## Task description
For each record below, give an exact transcription.

## Task material
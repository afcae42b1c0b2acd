//! Watch loop: notify events in, one handler call per event.

use crate::error::{Result, SorterError};
use crate::handler::EventHandler;
use notify::{Config, Event, RecommendedWatcher, RecursiveMode, Watcher};
use std::path::{Path, PathBuf};
use std::sync::Arc;
use std::sync::atomic::{AtomicBool, Ordering};
use std::sync::mpsc::{self, Receiver, RecvTimeoutError};
use std::time::Duration;
use tracing::{debug, error, info};

/// How often the loop wakes up to check the shutdown flag.
const SHUTDOWN_POLL: Duration = Duration::from_millis(250);

/// A registered watch. Events queue up from the moment [`DirectoryWatcher::start`]
/// returns, so nothing written before [`ActiveWatch::run`] is missed.
pub struct ActiveWatch {
    directory: PathBuf,
    // Dropping the watcher ends the event stream.
    _watcher: RecommendedWatcher,
    events: Receiver<notify::Result<Event>>,
}

pub struct DirectoryWatcher {
    directory: PathBuf,
    recursive: bool,
}

impl DirectoryWatcher {
    pub fn new(directory: impl Into<PathBuf>, recursive: bool) -> Self {
        Self {
            directory: directory.into(),
            recursive,
        }
    }

    /// Register the watch.
    ///
    /// # Errors
    ///
    /// Fails if the directory is missing or the platform watcher refuses it.
    pub fn start(&self) -> Result<ActiveWatch> {
        if !self.directory.is_dir() {
            return Err(SorterError::InvalidWatchDirectory {
                path: self.directory.display().to_string(),
            });
        }

        let (tx, rx) = mpsc::channel();
        let mut watcher = RecommendedWatcher::new(tx, Config::default())?;

        let mode = if self.recursive {
            RecursiveMode::Recursive
        } else {
            RecursiveMode::NonRecursive
        };
        watcher.watch(&self.directory, mode)?;

        debug!(
            "Watch registered on {} (recursive: {})",
            self.directory.display(),
            self.recursive
        );

        Ok(ActiveWatch {
            directory: self.directory.clone(),
            _watcher: watcher,
            events: rx,
        })
    }
}

impl ActiveWatch {
    pub fn directory(&self) -> &Path {
        &self.directory
    }

    /// Feed events to `handler` until `shutdown` is set or the event
    /// stream closes. Handler failures are logged per file and never stop
    /// the loop. A stability wait in progress is abandoned on shutdown.
    pub fn run(self, handler: &mut EventHandler, shutdown: &Arc<AtomicBool>) -> Result<()> {
        handler.set_shutdown_flag(Arc::clone(shutdown));
        info!("Monitoring {}...", self.directory.display());

        while !shutdown.load(Ordering::SeqCst) {
            match self.events.recv_timeout(SHUTDOWN_POLL) {
                Ok(Ok(event)) => {
                    debug!("Received notify event: {:?}", event.kind);
                    handler.handle_event(&event);
                }
                Ok(Err(e)) => error!("Watch error: {}", e),
                Err(RecvTimeoutError::Timeout) => continue,
                Err(RecvTimeoutError::Disconnected) => {
                    error!("Event stream closed unexpectedly");
                    break;
                }
            }
        }

        info!("Stopped monitoring {}", self.directory.display());
        Ok(())
    }
}

/// Install a Ctrl-C handler that raises the returned flag.
///
/// Can only be called once per process.
pub fn install_shutdown_handler() -> Result<Arc<AtomicBool>> {
    let shutdown = Arc::new(AtomicBool::new(false));
    let flag = Arc::clone(&shutdown);
    ctrlc::set_handler(move || {
        flag.store(true, Ordering::SeqCst);
    })?;
    Ok(shutdown)
}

## Response to the exercise
repository afcae42b1c0b2acd
//! Watch loop: notify events in, one handler call per event.

use crate::error::{Result, SorterError};
use crate::handler::EventHandler;
use notify::{Config, Event, RecommendedWatcher, RecursiveMode, Watcher};
use std::path::{Path, PathBuf};
use std::sync::Arc;
use std::sync::atomic::{AtomicBool, Ordering};
use std::sync::mpsc::{self, Receiver, RecvTimeoutError};
use std::time::Duration;
use tracing::{debug, error, info};

/// How often the loop wakes up to check the shutdown flag.
const SHUTDOWN_POLL: Duration = Duration::from_millis(250);

/// A registered watch. Events queue up from the moment [`DirectoryWatcher::start`]
/// returns, so nothing written before [`ActiveWatch::run`] is missed.
pub struct ActiveWatch {
    directory: PathBuf,
    // Dropping the watcher ends the event stream.
    _watcher: RecommendedWatcher,
    events: Receiver<notify::Result<Event>>,
}

pub struct DirectoryWatcher {
    directory: PathBuf,
    recursive: bool,
}

impl DirectoryWatcher {
    pub fn new(directory: impl Into<PathBuf>, recursive: bool) -> Self {
        Self {
            directory: directory.into(),
            recursive,
        }
    }

    /// Register the watch.
    ///
    /// # Errors
    ///
    /// Fails if the directory is missing or the platform watcher refuses it.
    pub fn start(&self) -> Result<ActiveWatch> {
        if !self.directory.is_dir() {
            return Err(SorterError::InvalidWatchDirectory {
                path: self.directory.display().to_string(),
            });
        }

        let (tx, rx) = mpsc::channel();
        let mut watcher = RecommendedWatcher::new(tx, Config::default())?;

        let mode = if self.recursive {
            RecursiveMode::Recursive
        } else {
            RecursiveMode::NonRecursive
        };
        watcher.watch(&self.directory, mode)?;

        debug!(
            "Watch registered on {} (recursive: {})",
            self.directory.display(),
            self.recursive
        );

        Ok(ActiveWatch {
            directory: self.directory.clone(),
            _watcher: watcher,
            events: rx,
        })
    }
}

impl ActiveWatch {
    pub fn directory(&self) -> &Path {
        &self.directory
    }

    /// Feed events to `handler` until `shutdown` is set or the event
    /// stream closes. Handler failures are logged per file and never stop
    /// the loop. A stability wait in progress is abandoned on shutdown.
    pub fn run(self, handler: &mut EventHandler, shutdown: &Arc<AtomicBool>) -> Result<()> {
        handler.set_shutdown_flag(Arc::clone(shutdown));
        info!("Monitoring {}...", self.directory.display());

        while !shutdown.load(Ordering::SeqCst) {
            match self.events.recv_timeout(SHUTDOWN_POLL) {
                Ok(Ok(event)) => {
                    debug!("Received notify event: {:?}", event.kind);
                    handler.handle_event(&event);
                }
                Ok(Err(e)) => error!("Watch error: {}", e),
                Err(RecvTimeoutError::Timeout) => continue,
                Err(RecvTimeoutError::Disconnected) => {
                    error!("Event stream closed unexpectedly");
                    break;
                }
            }
        }

        info!("Stopped monitoring {}", self.directory.display());
        Ok(())
    }
}

/// Install a Ctrl-C handler that raises the returned flag.
///
/// Can only be called once per process.
pub fn install_shutdown_handler() -> Result<Arc<AtomicBool>> {
    let shutdown = Arc::new(AtomicBool::new(false));
    let flag = Arc::clone(&shutdown);
    ctrlc::set_handler(move || {
        flag.store(true, Ordering::SeqCst);
    })?;
    Ok(shutdown)
}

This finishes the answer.